▶ EXERCISE AIM
Show every line in the entries below where the word "Confirms" appears.

▶ RECORDS FOR THE TASK
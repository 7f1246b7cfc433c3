use std::collections::HashMap;

use crate::types::{PreflightCheck, PreflightReport, Severity};

/// Arbitrary key/value context a preflight check reads from, mirroring
/// the loosely-typed `dict[str, Any]` the original checks closed over.
pub type PreflightContext = HashMap<String, serde_json::Value>;

type CheckFn = Box<dyn Fn(&PreflightContext) -> PreflightCheck + Send + Sync>;

/// Ordered collection of named preflight checks run together before a
/// destructive operation. Each check is infallible by construction
/// (returns a `PreflightCheck` directly) rather than via the original's
/// try/except-per-check wrapping — a check that cannot gather the data it
/// needs reports `passed: false` itself instead of panicking.
#[derive(Default)]
pub struct PreflightChecker {
    checks: Vec<(String, CheckFn)>,
}

impl PreflightChecker {
    pub fn new() -> Self {
        Self { checks: Vec::new() }
    }

    pub fn add_check(
        &mut self,
        name: impl Into<String>,
        check_fn: impl Fn(&PreflightContext) -> PreflightCheck + Send + Sync + 'static,
    ) {
        self.checks.push((name.into(), Box::new(check_fn)));
    }

    pub fn run_checks(&self, context: &PreflightContext) -> PreflightReport {
        let results = self.checks.iter().map(|(_, check_fn)| check_fn(context)).collect();
        PreflightReport::new(results)
    }
}

/// Battery/AC-power check. Reads `battery_percent` (0-100) and
/// `power_plugged` (bool) from the context; absent keys mean "no battery
/// detected", the desktop/server case, which always passes.
pub fn check_power_status(context: &PreflightContext) -> PreflightCheck {
    let Some(percent) = context.get("battery_percent").and_then(|v| v.as_f64()) else {
        return PreflightCheck::new("Power Status", true, "no battery detected (desktop/server)");
    };

    let plugged = context
        .get("power_plugged")
        .and_then(|v| v.as_bool())
        .unwrap_or(false);

    if plugged {
        let mut details = HashMap::new();
        details.insert("battery_percent".to_string(), serde_json::json!(percent));
        return PreflightCheck::new("Power Status", true, "system is on AC power").with_details(details);
    }

    let mut details = HashMap::new();
    details.insert("battery_percent".to_string(), serde_json::json!(percent));
    let passed = percent > 50.0;
    PreflightCheck::new(
        "Power Status",
        passed,
        format!("system on battery ({percent:.0}%)"),
    )
    .with_severity(if passed { Severity::Warning } else { Severity::Error })
    .with_details(details)
}

/// Confirms `target_size` (bytes) is at least `source_size` (bytes).
pub fn check_target_size(context: &PreflightContext) -> PreflightCheck {
    let source_size = context.get("source_size").and_then(|v| v.as_u64()).unwrap_or(0);
    let target_size = context.get("target_size").and_then(|v| v.as_u64()).unwrap_or(0);

    if target_size == 0 {
        return PreflightCheck::new("Target Size", false, "could not determine target size")
            .with_severity(Severity::Error);
    }

    let mut details = HashMap::new();
    details.insert("source_size".to_string(), serde_json::json!(source_size));
    details.insert("target_size".to_string(), serde_json::json!(target_size));

    if target_size < source_size {
        return PreflightCheck::new(
            "Target Size",
            false,
            format!("target ({target_size} bytes) is smaller than source ({source_size} bytes)"),
        )
        .with_severity(Severity::Error)
        .with_details(details);
    }

    PreflightCheck::new("Target Size", true, "target has sufficient size").with_details(details)
}

/// Confirms `target_path` does not appear in `mounted_paths`.
pub fn check_not_mounted(context: &PreflightContext) -> PreflightCheck {
    let target_path = context
        .get("target_path")
        .and_then(|v| v.as_str())
        .unwrap_or("")
        .to_string();
    let mounted_paths: Vec<String> = context
        .get("mounted_paths")
        .and_then(|v| v.as_array())
        .map(|arr| arr.iter().filter_map(|v| v.as_str().map(str::to_string)).collect())
        .unwrap_or_default();

    if mounted_paths.contains(&target_path) {
        let mut details = HashMap::new();
        details.insert("mounted_paths".to_string(), serde_json::json!(mounted_paths));
        return PreflightCheck::new(
            "Mount Status",
            false,
            format!("target {target_path} is currently mounted"),
        )
        .with_severity(Severity::Error)
        .with_details(details);
    }

    PreflightCheck::new("Mount Status", true, "target is not mounted")
}

/// The standard checker every destructive operation runs through:
/// power status, target size, and mount status.
pub fn create_standard_preflight_checker() -> PreflightChecker {
    let mut checker = PreflightChecker::new();
    checker.add_check("Power Status", check_power_status);
    checker.add_check("Target Size", check_target_size);
    checker.add_check("Mount Status", check_not_mounted);
    checker
}

#[cfg(test)]
mod tests {
    use super::*;

    fn ctx(pairs: &[(&str, serde_json::Value)]) -> PreflightContext {
        pairs.iter().map(|(k, v)| (k.to_string(), v.clone())).collect()
    }

    #[test]
    fn power_status_passes_without_battery_key() {
        let check = check_power_status(&ctx(&[]));
        assert!(check.passed);
    }

    #[test]
    fn power_status_warns_above_fifty_percent_on_battery() {
        let check = check_power_status(&ctx(&[
            ("battery_percent", serde_json::json!(75.0)),
            ("power_plugged", serde_json::json!(false)),
        ]));
        assert!(check.passed);
        assert_eq!(check.severity, Severity::Warning);
    }

    #[test]
    fn power_status_errors_below_fifty_percent_on_battery() {
        let check = check_power_status(&ctx(&[
            ("battery_percent", serde_json::json!(20.0)),
            ("power_plugged", serde_json::json!(false)),
        ]));
        assert!(!check.passed);
        assert_eq!(check.severity, Severity::Error);
    }

    #[test]
    fn target_size_fails_when_smaller_than_source() {
        let check = check_target_size(&ctx(&[
            ("source_size", serde_json::json!(1000)),
            ("target_size", serde_json::json!(500)),
        ]));
        assert!(!check.passed);
    }

    #[test]
    fn target_size_fails_when_zero() {
        let check = check_target_size(&ctx(&[]));
        assert!(!check.passed);
    }

    #[test]
    fn not_mounted_fails_when_target_is_in_mounted_list() {
        let check = check_not_mounted(&ctx(&[
            ("target_path", serde_json::json!("/dev/sda1")),
            ("mounted_paths", serde_json::json!(["/dev/sda1", "/dev/sdb1"])),
        ]));
        assert!(!check.passed);
    }

    #[test]
    fn standard_checker_runs_all_three_checks() {
        let checker = create_standard_preflight_checker();
        let report = checker.run_checks(&ctx(&[]));
        assert_eq!(report.checks.len(), 3);
    }
}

▶ SOLUTION FOR THIS PROBLEM
/// Confirms `target_size` (bytes) is at least `source_size` (bytes).
/// Confirms `target_path` does not appear in `mounted_paths`.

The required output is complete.